Location is THE issue. None of the usual places - around the battery, under the seat, in the tail - are available. Simply not enough room. The one obvious and safe place is the nose. Plenty of room in the V4's nose but a bit of a job to get access if you need to. And I wanted to have visibility of the single LED that is on the unit. The LED assures you that all is working and it indicates when bluetooth pairing is open. So decided to try a risky location on the left flank behind, and hopefully far enough above, the radiator to catch a flow of cool air from between the forks. On the 2020 this location is immediately below the black metal grill that punctuates the left fairing upper. So allows more ventilation as well as visibility of that LED.
As you'll see later I have made an attempt to insulate the module and all cables from radiant heat. I've been running it without issue now for a good month. But summer is a-comin'. Time will tell.
Fitting the unit. This was all trial and error, guessing how much room was available (it's very difficult to measure), looking around the garage for ideas on how to mount it (ah, some roofing steel, already colour bonded, that'll do), and nipping down to the local bolt specialist (we have one?!) before he shuts.
Amplink is mounted on an offcut from a sheet of Colourbond roof capping which I sprayed black. Single bolt on the left connects it to the bike - replaced existing fairing stud (not used on the 2020), which also holds the radiator frame, with a stainless bolt. The tin is easily bent and twisted into a complex shape so it sits parallel to a fairly complex part of the frame.
I created an air gap between the module and the tin piece using a pair of stainless nuts as spacers. Then a 1/4" gap between the tin and the bike frame is maintained by some spacers - here I used felt furniture feet but later stacked up pieces of adhesive-backed foil insulation. On the right you can see my earthing cable secured under a fairing stud - I covered all cables in black webbing heat shield and bound each end in heat-shrink. All accessories terminate on this earth lead keeping the battery uncluttered. (It has a ring terminal with bolt and nut at the other end so each accessory's -ve lead is finished with a ring terminal that simply slips over the bolt.)

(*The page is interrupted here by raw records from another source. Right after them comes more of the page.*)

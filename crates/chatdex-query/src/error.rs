//! Error types for query lexing and parsing.

use std::{error::Error, fmt};

/// Lexer error with position information.
#[derive(Debug, Clone, PartialEq, Eq)]
pub struct LexError {
    /// Error message.
    pub message: String,
    /// Byte position in input where error occurred.
    pub position: usize,
    /// The original input string.
    pub input: String,
}

impl LexError {
    /// Creates a new lexer error.
    pub fn new(message: impl Into<String>, position: usize, input: &str) -> Self {
        Self {
            message: message.into(),
            position,
            input: input.to_string(),
        }
    }
}

impl fmt::Display for LexError {
    fn fmt(&self, f: &mut fmt::Formatter<'_>) -> fmt::Result {
        write!(f, "{} at byte {}", self.message, self.position)
    }
}

impl Error for LexError {}

/// Parse error with token position information.
#[derive(Debug, Clone, PartialEq, Eq)]
pub struct ParseError {
    /// Error message.
    pub message: String,
    /// Token index where error occurred (if applicable).
    pub token_index: Option<usize>,
}

impl ParseError {
    /// Creates a new parse error.
    pub fn new(message: impl Into<String>, token_index: Option<usize>) -> Self {
        Self {
            message: message.into(),
            token_index,
        }
    }
}

impl fmt::Display for ParseError {
    fn fmt(&self, f: &mut fmt::Formatter<'_>) -> fmt::Result {
        if let Some(idx) = self.token_index {
            write!(f, "at token {}: {}", idx, self.message)
        } else {
            write!(f, "{}", self.message)
        }
    }
}

impl Error for ParseError {}

/// A unified error type for syntax-mode queries.
///
/// Carries the original query so the error can be rendered with a position indicator.
#[derive(Debug, Clone, PartialEq, Eq)]
pub struct QueryError {
    /// The kind of error that occurred.
    pub kind: QueryErrorKind,
    /// The original query string (if available).
    pub query: Option<String>,
}

/// The specific kind of query error.
#[derive(Debug, Clone, PartialEq, Eq)]
pub enum QueryErrorKind {
    /// Lexer error (tokenization failed).
    Lex {
        /// Error message.
        message: String,
        /// Byte position in input.
        position: usize,
    },
    /// Parser error (invalid syntax).
    Parse {
        /// Error message.
        message: String,
        /// Token index in the lexed query (if available).
        token_index: Option<usize>,
    },
}

impl QueryError {
    /// Creates a lex error.
    pub fn lex(message: impl Into<String>, position: usize, query: impl Into<String>) -> Self {
        Self {
            kind: QueryErrorKind::Lex {
                message: message.into(),
                position,
            },
            query: Some(query.into()),
        }
    }

    /// Creates a parse error.
    pub fn parse(message: impl Into<String>, token_index: Option<usize>) -> Self {
        Self {
            kind: QueryErrorKind::Parse {
                message: message.into(),
                token_index,
            },
            query: None,
        }
    }

    /// Sets the query string for this error.
    pub fn with_query(mut self, query: impl Into<String>) -> Self {
        self.query = Some(query.into());
        self
    }

    /// Returns the error message without context.
    pub fn message(&self) -> &str {
        match &self.kind {
            QueryErrorKind::Lex { message, .. } | QueryErrorKind::Parse { message, .. } => message,
        }
    }

    /// Returns a suggestion for common errors.
    pub fn suggestion(&self) -> Option<&'static str> {
        let message = self.message();
        if message.contains("unclosed quote") {
            Some("Add a closing quote (\") to complete the phrase")
        } else if message.contains("closing parenthesis") {
            Some("Add a closing parenthesis ) to match the opening one")
        } else if message.contains("OR") {
            Some("OR requires expressions on both sides, e.g., 'lucene OR solr'")
        } else if message.contains("AND") {
            Some("AND requires expressions on both sides, e.g., 'lucene AND search'")
        } else if message.contains("NOT") {
            Some("NOT must be followed by an expression, e.g., 'NOT spam'")
        } else {
            None
        }
    }
}

impl fmt::Display for QueryError {
    fn fmt(&self, f: &mut fmt::Formatter<'_>) -> fmt::Result {
        writeln!(f, "query syntax error: {}", self.message())?;

        if let Some(query) = &self.query {
            writeln!(f, "  {query}")?;
            if let QueryErrorKind::Lex { position, .. } = &self.kind {
                let clamped = (*position).min(query.len());
                let column = query[..clamped].chars().count();
                writeln!(f, "  {}^", " ".repeat(column))?;
            }
        }

        if let Some(suggestion) = self.suggestion() {
            write!(f, "hint: {suggestion}")?;
        }

        Ok(())
    }
}

impl Error for QueryError {}

impl From<LexError> for QueryError {
    fn from(err: LexError) -> Self {
        Self::lex(err.message, err.position, err.input)
    }
}

impl From<ParseError> for QueryError {
    fn from(err: ParseError) -> Self {
        Self::parse(err.message, err.token_index)
    }
}

#[cfg(test)]
mod tests {
    use super::*;

    #[test]
    fn lex_error_display() {
        let err = QueryError::lex("unclosed quote", 0, "\"hello world");
        let display = err.to_string();
        assert!(display.contains("unclosed quote"));
        assert!(display.contains("\"hello world"));
        assert!(display.contains('^'));
        assert!(display.contains("hint:"));
    }

    #[test]
    fn caret_counts_chars_not_bytes() {
        // "测试 " is 7 bytes but 3 columns wide.
        let err = QueryError::lex("unclosed quote", 7, "测试 \"消息");
        let display = err.to_string();
        assert!(display.contains("\n     ^"));
    }

    #[test]
    fn parse_error_display() {
        let err = QueryError::parse("expected closing parenthesis", Some(2)).with_query("(rust");
        let display = err.to_string();
        assert!(display.contains("expected closing parenthesis"));
        assert!(display.contains("(rust"));
        assert!(display.contains("hint:"));
    }

    #[test]
    fn message_extraction() {
        let err = QueryError::lex("test message", 0, "query");
        assert_eq!(err.message(), "test message");
    }

    #[test]
    fn and_error_suggestion() {
        let err = QueryError::parse("expected expression after AND", None);
        assert!(err.suggestion().unwrap().contains("AND requires"));
    }

    #[test]
    fn no_suggestion_for_unknown_message() {
        let err = QueryError::parse("something odd", None);
        assert!(err.suggestion().is_none());
    }

    #[test]
    fn from_parse_error_keeps_index() {
        let err: QueryError = ParseError::new("unexpected closing parenthesis", Some(3)).into();
        assert_eq!(
            err.kind,
            QueryErrorKind::Parse {
                message: "unexpected closing parenthesis".into(),
                token_index: Some(3),
            }
        );
    }
}
//! Configuration file discovery.
//!
//! Discovers `.chatdex.toml` files by walking up the directory tree from a starting point,
//! then appending the global `~/.chatdex.toml` if present.

use std::path::{Path, PathBuf};

use directories::BaseDirs;

use crate::parse::is_root_config;

/// The configuration filename.
pub const CONFIG_FILENAME: &str = ".chatdex.toml";

/// Discovers all configuration files relevant to the given directory.
///
/// Returns paths in precedence order: closest to `cwd` first, global (`~/.chatdex.toml`)
/// last. A file with `root = true` ends the walk and suppresses the global file.
///
/// Returns an empty vector if no configuration files are found.
pub fn discover_config_files(cwd: &Path) -> Vec<PathBuf> {
    let mut configs = Vec::new();
    let mut found_root = false;

    let mut current = Some(cwd);
    while let Some(dir) = current {
        let config_path = dir.join(CONFIG_FILENAME);
        if config_path.is_file() {
            let is_root = is_root_config(&config_path);
            configs.push(config_path);
            if is_root {
                found_root = true;
                break;
            }
        }
        current = dir.parent();
    }

    if !found_root
        && let Some(global_path) = global_config_path()
        && global_path.is_file()
        && !configs.contains(&global_path)
    {
        configs.push(global_path);
    }

    configs
}

/// Returns the path to the global configuration file (`~/.chatdex.toml`).
///
/// Returns `None` if the home directory cannot be determined.
pub fn global_config_path() -> Option<PathBuf> {
    BaseDirs::new().map(|dirs| dirs.home_dir().join(CONFIG_FILENAME))
}

/// Checks if a path is the global configuration file.
pub fn is_global_config(path: &Path) -> bool {
    global_config_path().is_some_and(|global| path == global)
}

#[cfg(test)]
mod tests {
    use super::*;
    use crate::test_support::TestDir;

    /// Drops the global config, which depends on the machine running the tests.
    fn local(configs: &[PathBuf]) -> Vec<&PathBuf> {
        configs.iter().filter(|p| !is_global_config(p)).collect()
    }

    #[test]
    fn nothing_found_without_files() {
        let tree = TestDir::new();
        let cwd = tree.dir("groups/100/exports");

        assert!(local(&discover_config_files(&cwd)).is_empty());
    }

    #[test]
    fn closest_file_comes_first() {
        let tree = TestDir::new();
        let top = tree.plain_config("");
        let middle = tree.plain_config("srv");
        let nearest = tree.plain_config("srv/chat/search");
        let cwd = tree.dir("srv/chat/search/logs");

        assert_eq!(
            local(&discover_config_files(&cwd)),
            vec![&nearest, &middle, &top]
        );
    }

    #[test]
    fn file_in_cwd_is_found() {
        let tree = TestDir::new();
        let config = tree.plain_config("");

        assert_eq!(local(&discover_config_files(tree.path())), vec![&config]);
    }

    #[test]
    fn directory_named_like_config_is_ignored() {
        let tree = TestDir::new();
        tree.dir(CONFIG_FILENAME);
        let cwd = tree.dir("data");

        assert!(local(&discover_config_files(&cwd)).is_empty());
    }

    #[test]
    fn root_file_ends_the_walk() {
        let tree = TestDir::new();
        tree.plain_config("");
        let root = tree.root_config("deploy");
        let cwd = tree.dir("deploy/index");

        // Neither the parent nor the global file is consulted.
        assert_eq!(discover_config_files(&cwd), vec![root]);
    }

    #[test]
    fn files_below_root_still_apply() {
        let tree = TestDir::new();
        tree.plain_config("");
        let root = tree.root_config("deploy");
        let child = tree.plain_config("deploy/staging");
        let cwd = tree.dir("deploy/staging/run");

        assert_eq!(discover_config_files(&cwd), vec![child, root]);
    }

    #[test]
    fn root_false_keeps_walking() {
        let tree = TestDir::new();
        let top = tree.plain_config("");
        let middle = tree.config("deploy", "root = false\n");
        let cwd = tree.dir("deploy/run");

        assert_eq!(local(&discover_config_files(&cwd)), vec![&middle, &top]);
    }

    #[test]
    fn global_path_is_recognized() {
        let path = global_config_path().unwrap();
        assert!(path.ends_with(CONFIG_FILENAME));
        assert!(is_global_config(&path));
        assert!(!is_global_config(Path::new("/elsewhere/.chatdex.toml")));
    }
}
//! Path resolution for the index root.
//!
//! Resolves relative and tilde-prefixed paths to absolute paths. Unlike most settings the
//! index root need not exist yet; the index manager creates it on first write.

use std::path::{Path, PathBuf};

use directories::BaseDirs;

use crate::ConfigError;

/// Resolves an index root as written in a config file.
///
/// - `~` and `~/rest` expand to the home directory
/// - Relative paths resolve against `config_dir`, the directory of the file that set them
/// - Absolute paths are returned unchanged
pub fn resolve_index_root(path: &str, config_dir: &Path) -> Result<PathBuf, ConfigError> {
    let expanded = expand_tilde(path)?;
    if expanded.is_absolute() {
        Ok(expanded)
    } else {
        Ok(config_dir.join(expanded))
    }
}

/// Expands a tilde prefix to the home directory.
fn expand_tilde(path: &str) -> Result<PathBuf, ConfigError> {
    if path == "~" {
        return home_dir();
    }

    if let Some(rest) = path.strip_prefix("~/") {
        return Ok(home_dir()?.join(rest));
    }

    Ok(PathBuf::from(path))
}

/// Returns the home directory.
fn home_dir() -> Result<PathBuf, ConfigError> {
    BaseDirs::new()
        .map(|dirs| dirs.home_dir().to_path_buf())
        .ok_or(ConfigError::NoHomeDirectory)
}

At this point I made sure the fairing would go back on! Then sourced some adhesive-backed reflective heat shielding. Honestly looked all over the place on the internet for this. It's expensive and the price is doubled when you add freight. Then all of a sudden it occurred to me to check out the local Auto parts shop. Bingo! And it's g-g-g-gold!
Dismantled the module from the tin piece. Cut some insulation to shape and made sure the Amplink was completely shielded. (Doesn't seem to impede the Bluetooth too much.) Organised the various cables into groups and gave them some black heat shield webbing (which I sourced from a local Jaycar electronics shop) . Paid particular attention to where cables enter the Amplink, double wrapping here.
The gold braid (basalt, extra high temp - but...er...I just like the look) going off to the rear is my battery maintenance connection. The +ve supply comes directly from the Amplink's always-on 7th circuit. Although shown here earthed to the frame stud, I later used this same stud to anchor the Amplink's common earth and the two together raised the stud too high, distorting the fairing. So instead I ultimately extended this charge cable earth all the way to the Amplink's common earth (which is tucked-in in front of the battery). This photo was taken before I installed the Common.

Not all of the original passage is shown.